Despite the announcement made in 2011, the 2014 season returned to Store Street, in a move described by the organisers as returning to their "spiritual home" for one last year. During this time, the owners of Mayfield Depot decided to redevelop their site rather than retaining it as a cultural venue, so the 2015 season was again located at Store Street.

The 2017 season was announced in July 2017, with 31 shows at Store Street from September that year. The "last ever" event at Store Street was held in 2018.

In 2019, the events moved to a refurbished Depot Mayfield.

The project hosted their first event outside the UK in 2023 in Rotterdam, and returned to the city in 2025.

In August 2025, a no-phone policy was announced for some events, however a music journalist reported that most attendees at a trial event were disregarding the rule.
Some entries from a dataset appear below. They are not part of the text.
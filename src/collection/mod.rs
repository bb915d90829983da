//! Provider registration.
//!
//! A [`ProviderRegistry`] collects declarations during bootstrap and is then
//! frozen into a [`Container`] with [`build`](ProviderRegistry::build).

use std::future::Future;

use crate::error::{BoxError, DiResult};
use crate::key::key_of_type;
use crate::lifetime::{Lifetime, Scope};
use crate::provider::{Container, ResolverContext};
use crate::registration::{Provision, Registration, Registry};
use crate::settings::Profile;

pub mod module_system;

pub use module_system::ProviderModule;

/// Collection of provider declarations.
///
/// Each type may have one profile-less provider and at most one provider per
/// [`Profile`]. A second declaration for an occupied slot is rejected on the
/// spot with [`DiError::DuplicateProvider`](crate::DiError::DuplicateProvider).
///
/// # Examples
///
/// ```rust
/// use scopewire::{DiError, Profile, Provision, ProviderRegistry, Resolver, Scope};
///
/// struct Mailer(&'static str);
///
/// # #[tokio::main(flavor = "current_thread")]
/// # async fn main() -> Result<(), Box<dyn std::error::Error>> {
/// let mut registry = ProviderRegistry::new();
/// registry.add_transient(|_| async { Ok(Provision::new(Mailer("console"))) })?;
/// registry
///     .for_profile(Profile::Production)
///     .add_transient(|_| async { Ok(Provision::new(Mailer("smtp"))) })?;
///
/// // the profile-less slot is already taken
/// assert!(matches!(
///     registry.add_transient(|_| async { Ok(Provision::new(Mailer("other"))) }),
///     Err(DiError::DuplicateProvider { .. })
/// ));
///
/// let container = registry.build(Some(Profile::Production));
/// assert_eq!(container.get::<Mailer>().await?.0, "smtp");
/// # Ok(())
/// # }
/// ```
#[derive(Default)]
pub struct ProviderRegistry {
    registry: Registry,
}

impl ProviderRegistry {
    pub fn new() -> Self {
        Self {
            registry: Registry::new(),
        }
    }

    /// Registers a constant value.
    pub fn add_constant<T: Send + Sync + 'static>(&mut self, value: T) -> DiResult<&mut Self> {
        self.insert::<T>(None, Registration::constant(value))
    }

    /// Registers a factory that runs on every resolution.
    pub fn add_transient<T, F, Fut>(&mut self, factory: F) -> DiResult<&mut Self>
    where
        T: Send + Sync + 'static,
        F: Fn(ResolverContext) -> Fut + Send + Sync + 'static,
        Fut: Future<Output = Result<Provision<T>, BoxError>> + Send + 'static,
    {
        self.insert::<T>(None, Registration::factory(Lifetime::Transient, factory))
    }

    /// Registers a factory whose value is memoized once per instance of
    /// `scope`, with its teardown run when that instance closes.
    pub fn add_scoped<T, F, Fut>(&mut self, scope: Scope, factory: F) -> DiResult<&mut Self>
    where
        T: Send + Sync + 'static,
        F: Fn(ResolverContext) -> Fut + Send + Sync + 'static,
        Fut: Future<Output = Result<Provision<T>, BoxError>> + Send + 'static,
    {
        self.insert::<T>(None, Registration::factory(Lifetime::Scoped(scope), factory))
    }

    /// Registrar binding providers to one profile.
    pub fn for_profile(&mut self, profile: Profile) -> ProfileRegistrar<'_> {
        ProfileRegistrar {
            registry: self,
            profile,
        }
    }

    /// Whether any provider has been declared for `T`.
    pub fn contains<T: 'static>(&self) -> bool {
        self.registry.contains_key(&key_of_type::<T>())
    }

    /// Freezes the declarations, keeping for each type the provider bound to
    /// `profile` or, failing that, the profile-less one.
    pub fn build(self, profile: Option<Profile>) -> Container {
        Container::from_registry(self.registry, profile)
    }

    fn insert<T: 'static>(&mut self, profile: Option<Profile>, registration: Registration) -> DiResult<&mut Self> {
        self.registry.insert(key_of_type::<T>(), profile, registration)?;
        Ok(self)
    }
}

/// Registers providers for a single [`Profile`].
///
/// Returned by [`ProviderRegistry::for_profile`].
pub struct ProfileRegistrar<'a> {
    registry: &'a mut ProviderRegistry,
    profile: Profile,
}

impl ProfileRegistrar<'_> {
    pub fn add_constant<T: Send + Sync + 'static>(self, value: T) -> DiResult<Self> {
        self.insert::<T>(Registration::constant(value))
    }

    pub fn add_transient<T, F, Fut>(self, factory: F) -> DiResult<Self>
    where
        T: Send + Sync + 'static,
        F: Fn(ResolverContext) -> Fut + Send + Sync + 'static,
        Fut: Future<Output = Result<Provision<T>, BoxError>> + Send + 'static,
    {
        self.insert::<T>(Registration::factory(Lifetime::Transient, factory))
    }

    pub fn add_scoped<T, F, Fut>(self, scope: Scope, factory: F) -> DiResult<Self>
    where
        T: Send + Sync + 'static,
        F: Fn(ResolverContext) -> Fut + Send + Sync + 'static,
        Fut: Future<Output = Result<Provision<T>, BoxError>> + Send + 'static,
    {
        self.insert::<T>(Registration::factory(Lifetime::Scoped(scope), factory))
    }

    fn insert<T: 'static>(self, registration: Registration) -> DiResult<Self> {
        self.registry
            .registry
            .insert(key_of_type::<T>(), Some(self.profile), registration)?;
        Ok(self)
    }
}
DJ Mag rated The Warehouse Project their 4th top club in the world in their 2025 list.

The short film Twenty Years In Manchester was released in 2026 to celebrate the project's 20 year anniversary.

==Music and artists==
Since its foundation, the club has played host to numerous internationally acclaimed DJs such as Carl Cox, Sven Väth, Aphex Twin, Richie Hawtin, Deadmau5, Annie Mac, Pete Tong, Armand Van Helden and Erick Morillo, and musicians such as De La Soul, Happy Mondays, Chic, The Prodigy, Disclosure, Basement Jaxx and Foals. In 2007, The Warehouse Project was voted by dance music magazine Mixmag as the best club in the United Kingdom. In 2013, The Warehouse Project was voted by DJ Magazine as the "Best Club Series" in the magazine's Best of British Awards.

==Awards and nominations==

===DJ Magazine's top 100 clubs===

| Year | Position | Notes | Ref. |
|---|---|---|---|
| 2013 | 19 | New entry |  |
| 2014 | 26 | —N/a |  |
| 2015 | 12 | —N/a |  |
| 2016 | 28 | —N/a |  |
| 2017 | 17 | —N/a |  |
| 2018 | 27 | —N/a |  |
| 2019 | 26 | —N/a |  |
| 2020 | 11 | —N/a |  |
| 2021 | 9 | —N/a |  |
| 2022 | 8 | —N/a |  |
| 2023 | 9 | —N/a |  |
| 2024 | 6 | —N/a |  |
| 2025 | 4 | —N/a |  |

==Fatalities==
Two high-profile deaths have occurred at The Warehouse Project, those of Nick Bonnie and Souvik Pal, alongside several reports in the media of near-misses. These incidents resulted in calls from local councillors such as David Acton and Mike Cordingley for the licence to be revoked or reviewed. However, police statements have countered this, with high-ranking officers supporting the club and its management. Sixteen individuals were hospitalised during the first weekend of the 2013 season from taking drugs at the venue, and also included drug dealers at the club who attempted to avoid arrest by swallowing all their stash.

===Souvik Pal===
At the end of the 2012 season, on New Year's Eve, Souvik Pal was escorted out of the club. He was subsequently found dead in the adjacent canal later that month. The unexplained death was later reclassified as a murder investigation after reports of Pal being seen leaving the area with an unknown individual after being thrown out of the club. Although the death did not occur on the premises of the club, local councilors questioned whether the security at the club was sufficient.

===Nick Bonnie===
On the very first night of the 2013 season, a group of friends from Gloucestershire attended the opening event at The Warehouse Project. During the course of the night, one of their party fell ill and had to be taken to hospital, where he later died due to an overdose of an illegal drug he had consumed at The Warehouse Project. Initially, it was believed that Bonnie had purchased the drug inside the club from a dealer, largely due to testimony of his friends, and this led to police and media fears of a "bad" batch of ecstasy, possibly laced with PMA. However, in subsequent court proceedings, the friends admitted to having invented this story to cover that they had brought the drug into the club themselves. The fall out from the death led to further calls for the club's licence to be reviewed, and in the following days further hospital statements contributed to media reporting that the club itself had become an unacceptable risk.

The club responded to this by increasing in the number of medical and security staff at the venue. Various national politicians, including the then Prime Minister David Cameron, commented on the incident and the dangers posed by people taking illegal drugs at clubs such as The Warehouse Project, calling it a tragic death.